大学院ゼミで対応法則(Matching Law)関係の論文を発表した研修生が何やら不安そうだったので、ゼミ生全員に聞いてみたら、なんと高校で「対数(log)」を勉強してこなかった人がほとんど(つか、全員)。
調べてみたら、現在の指導要領では確かに対数は「数II」で教えることになっていました(もしかしたら昔も)。だから文系一路で進学してきた学生さんは、対数をまったく知らなくても仕方がないのですね(そういう意味では微積も)。
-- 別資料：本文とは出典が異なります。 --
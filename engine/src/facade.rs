//! The Request-Context Facade (§4.7): the single entry point for starting a
//! forwarded connection. Binds the frontend handshake, the Upstream-Dialer,
//! the Transport-Race Controller, and the Byte-Pump together, and exposes
//! delegate hooks for a host to customize upstream selection and auth.

use std::collections::HashMap;
use std::sync::Arc;
use std::sync::atomic::{AtomicU64, Ordering};

use proxy_core::error::{CopyError, ProxyError};
use proxy_core::metrics::Metrics;
use proxy_session::altsvc::AltServiceRegistry;
use proxy_session::race::RaceController;
use proxy_transport::endpoint::Endpoint;
use proxy_transport::stream::{BytesCounter, Socket};
use tokio::sync::Mutex;
use tracing::{debug, info};

use crate::forward::{ConnectionId, ForwardConnection};

/// Host-provided hooks the facade consults while driving a connection.
/// Default implementations make every hook optional.
#[async_trait::async_trait]
pub trait Delegate: Send + Sync {
	/// Lets the host override upstream selection; returning `Ok(None)`
	/// means "use the default Transport-Race Controller dial".
	async fn on_connect_server(&self, _target: &Endpoint) -> Result<Option<Socket>, ProxyError> {
		Ok(None)
	}

	/// Lets the host supply credentials in response to a 407 from an
	/// intermediate proxy. Returning `None` means "give up, surface the
	/// 407 to the client".
	async fn on_auth_required(&self, _challenge: &str) -> Option<String> {
		None
	}

	/// Terminal notification; the default just logs.
	async fn on_error(&self, connection_id: ConnectionId, error: &CopyError) {
		debug!(?connection_id, %error, "forward connection failed");
	}
}

pub struct DefaultDelegate;

#[async_trait::async_trait]
impl Delegate for DefaultDelegate {}

#[derive(Default, Clone)]
pub struct Stats {
	pub active_connections: u64,
	pub total_connections: u64,
}

struct SharedState {
	altsvc: AltServiceRegistry,
	active: Mutex<HashMap<ConnectionId, tokio::task::AbortHandle>>,
	total: AtomicU64,
	metrics: Option<Arc<Metrics>>,
}

#[derive(Clone)]
pub struct RequestContextFacade {
	race: Arc<RaceController>,
	shared: Arc<SharedState>,
}

impl RequestContextFacade {
	pub fn new(race: Arc<RaceController>, altsvc: AltServiceRegistry) -> Self {
		Self::build(race, altsvc, None)
	}

	pub fn with_metrics(race: Arc<RaceController>, altsvc: AltServiceRegistry, metrics: Arc<Metrics>) -> Self {
		Self::build(race, altsvc, Some(metrics))
	}

	fn build(race: Arc<RaceController>, altsvc: AltServiceRegistry, metrics: Option<Arc<Metrics>>) -> Self {
		Self {
			race,
			shared: Arc::new(SharedState { altsvc, active: Mutex::new(HashMap::new()), total: AtomicU64::new(0), metrics }),
		}
	}

	/// Dials the upstream named by `target`, via the Delegate's override if
	/// it supplies one, otherwise via the Transport-Race Controller. Split
	/// out from `begin` so a frontend can write its own success/failure
	/// response to the client based on the outcome before any client bytes
	/// are forwarded (a CONNECT 200 must not be sent until the upstream is
	/// actually reachable).
	pub async fn dial(&self, target: Endpoint, delegate: &Arc<dyn Delegate>) -> Result<Socket, ProxyError> {
		match delegate.on_connect_server(&target).await? {
			Some(socket) => Ok(socket),
			None => {
				let outcome = self.race.dial(target.clone()).await?;
				if outcome.used_alt_service {
					info!(%target, "upstream reached via alt-service");
				}
				Ok(outcome.socket)
			},
		}
	}

	/// Dials the upstream and drives the connection through the Byte-Pump to
	/// completion. Convenience wrapper for hosts that don't need to inspect
	/// the dial outcome before committing to the client handshake; `dial`
	/// plus `run` let a frontend split those two steps instead.
	pub async fn begin(&self, client: Socket, target: Endpoint, delegate: Arc<dyn Delegate>) -> Result<(), CopyError> {
		let server = self.dial(target, &delegate).await.map_err(CopyError::Server)?;
		self.run(client, server, delegate).await
	}

	/// Constructs a Forward Connection from an already-dialed upstream
	/// socket and drives it through the Byte-Pump's state machine. The pump
	/// runs on its own task so its `AbortHandle` can be tracked, making
	/// `cancel` and `stats().active_connections` reflect real in-flight work.
	pub async fn run(&self, client: Socket, server: Socket, delegate: Arc<dyn Delegate>) -> Result<(), CopyError> {
		self.shared.total.fetch_add(1, Ordering::Relaxed);
		let mut connection = ForwardConnection::new();
		let id = connection.id;

		let client_counter = client.counter();
		let server_counter = server.counter();

		let task = tokio::spawn(async move { connection.run(client, server).await });
		self.shared.active.lock().await.insert(id, task.abort_handle());

		let result = match task.await {
			Ok(r) => r,
			Err(_) => Err(CopyError::Server(ProxyError::Aborted)),
		};
		self.shared.active.lock().await.remove(&id);

		if let Some(m) = &self.shared.metrics {
			let (client_sent, _) = counter_snapshot(&client_counter);
			let (server_sent, _) = counter_snapshot(&server_counter);
			// Bytes written to the server are what the client sent it;
			// bytes written to the client are what the server sent back.
			m.bytes_client_to_server.inc_by(server_sent);
			m.bytes_server_to_client.inc_by(client_sent);
		}
		if let Err(e) = &result {
			delegate.on_error(id, e).await;
		}
		result
	}

	/// Forces closure of a tracked connection; a no-op if it already
	/// finished.
	pub async fn cancel(&self, id: ConnectionId) {
		if let Some(handle) = self.shared.active.lock().await.remove(&id) {
			handle.abort();
		}
	}

	pub async fn stats(&self) -> Stats {
		Stats { active_connections: self.shared.active.lock().await.len() as u64, total_connections: self.shared.total.load(Ordering::Relaxed) }
	}

	pub fn altsvc(&self) -> &AltServiceRegistry {
		&self.shared.altsvc
	}
}

pub fn counter_snapshot(counter: &Option<BytesCounter>) -> (u64, u64) {
	counter.as_ref().map(|c| c.load()).unwrap_or((0, 0))
}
実験実習で精神物理学の話をしていて、人間の感覚の大きさは物理的な大きさのベキ乗に比例するんだよ。だから、実験結果がこういう曲線になっても、片側に対数をとると、ほら、直線になって、刺激の物理的大きさから人の心理的反応が予測できちゃうんだよ、てな話をしても、どうりでピンと来ないわけです。
学部生のときに、物理学の世界と心理学の世界を数式でつなげられることに感動してしまった自分としては、その感動を分かち合いたいんだけど、こりゃ無理な話だわな。
さらに、なんと「高次方程式」や「座標や式を用いて直線や円などの基本的な平面図形の性質や関係を数学的に考察し処理する」、「点と直線」、「点の座標」、「直線の方程式」も数IIです。てことは、回帰直線、重回帰分析なんかも、きっとピンときてないんじゃないでしょうか。
学部生・大学院生ともに、先習スキルを知っておくという意味では、大学における心理学教育に照らして学習指導要領を分析しておくっていう作業が必要そうですね。
もちろん「指導要領に載っている」=「学んだ」=「維持してる」という夢の等式は成立しないことは重々承知ですが。